One boy, Sam, born in Milwaukee in 1990, “thrived as a baby,” according to his medical record. But then, as a toddler, he began to chew on lead paint or suck on fingers with lead dust, and his blood showed soaring lead levels.
Sam’s family moved homes, but it was no use. At age 3, he was hospitalized for five days because of lead poisoning, and in kindergarten his teachers noticed that he had speech problems. He struggled through school, and doctors concluded that he had “permanent and irreversible” deficiencies in brain function.
Sam’s story appears in “Lead Wars,” a book by Gerald Markowitz and David Rosner published this year that chronicles the monstrous irresponsibility of companies in the lead industry over the course of the 20th century. Eventually, over industry protests, came regulation and the removal of lead from gasoline. As a result, lead levels of American children have declined 90 percent in the last few decades, and scholars have estimated that, as a result, children’s I.Q.’s on average have risen at least two points and perhaps more than four.
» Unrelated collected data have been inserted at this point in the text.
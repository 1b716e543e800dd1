//! Raw Token Definition
//!
//! The `RawToken` enum is the logos-derived tokenizer output before string
//! and character literals are exploded into their component tokens.

use logos::Logos;

/// Raw token from logos.
#[derive(Logos, Debug, Clone, Copy, PartialEq)]
pub(crate) enum RawToken {
    #[regex(r"\s+")]
    Whitespace,

    #[token("<=>")]
    #[token("->*")]
    #[token(".*")]
    #[token(">>=")]
    #[token("<<=")]
    #[token("+=")]
    #[token("-=")]
    #[token("*=")]
    #[token("/=")]
    #[token("%=")]
    #[token("&=")]
    #[token("|=")]
    #[token("^=")]
    #[token("<<")]
    #[token(">>")]
    #[token("++")]
    #[token("--")]
    #[token("->")]
    #[token("&&")]
    #[token("||")]
    #[token("==")]
    #[token("!=")]
    #[token("<=")]
    #[token(">=")]
    #[token("::")]
    #[token("<")]
    #[token(">")]
    #[token("+")]
    #[token("-")]
    #[token("*")]
    #[token("/")]
    #[token("%")]
    #[token("=")]
    #[token("!")]
    #[token("~")]
    #[token("&")]
    #[token("|")]
    #[token("^")]
    #[token(".")]
    #[token(",")]
    #[token("?")]
    #[token(":")]
    #[token("#")]
    #[token("sizeof")]
    #[token("new")]
    #[token("delete")]
    Operator,

    #[regex(r"[a-zA-Z_$][a-zA-Z0-9_]*")]
    Identifier,

    #[regex(r"[0-9]+(LL|ll)")]
    LongLong,

    #[regex(r"0x[a-f0-9]+")]
    Hex,

    #[regex(r"[0-9]+(\.[0-9]*)?[eE][-+]?[0-9]+")]
    Scientific,

    #[regex(r"[0-9]+(\.[0-9]*)?")]
    Number,

    #[regex(r#""([^"\\]|\\.)*""#)]
    String,

    #[regex(r"'([^'\\]|\\.)'")]
    Char,

    #[token("{")]
    OpenCurly,
    #[token("}")]
    CloseCurly,
    #[token("(")]
    OpenParen,
    #[token(")")]
    CloseParen,
    #[token("[")]
    OpenSquare,
    #[token("]")]
    CloseSquare,
    #[token(";")]
    Semicolon,
}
So what are the lessons from the human catastrophe of lead poisoning over so many decades? To me, today’s version of the lead industry is the chemical industry — companies like Exxon Mobil, DuPont, BASF and Dow Chemical — over the years churning out endocrine-disruptor chemicals that mimic the body’s hormones. Endocrine disruptors are found in everything from plastics to pesticides, toys to cosmetics, and there are growing concerns about their safety.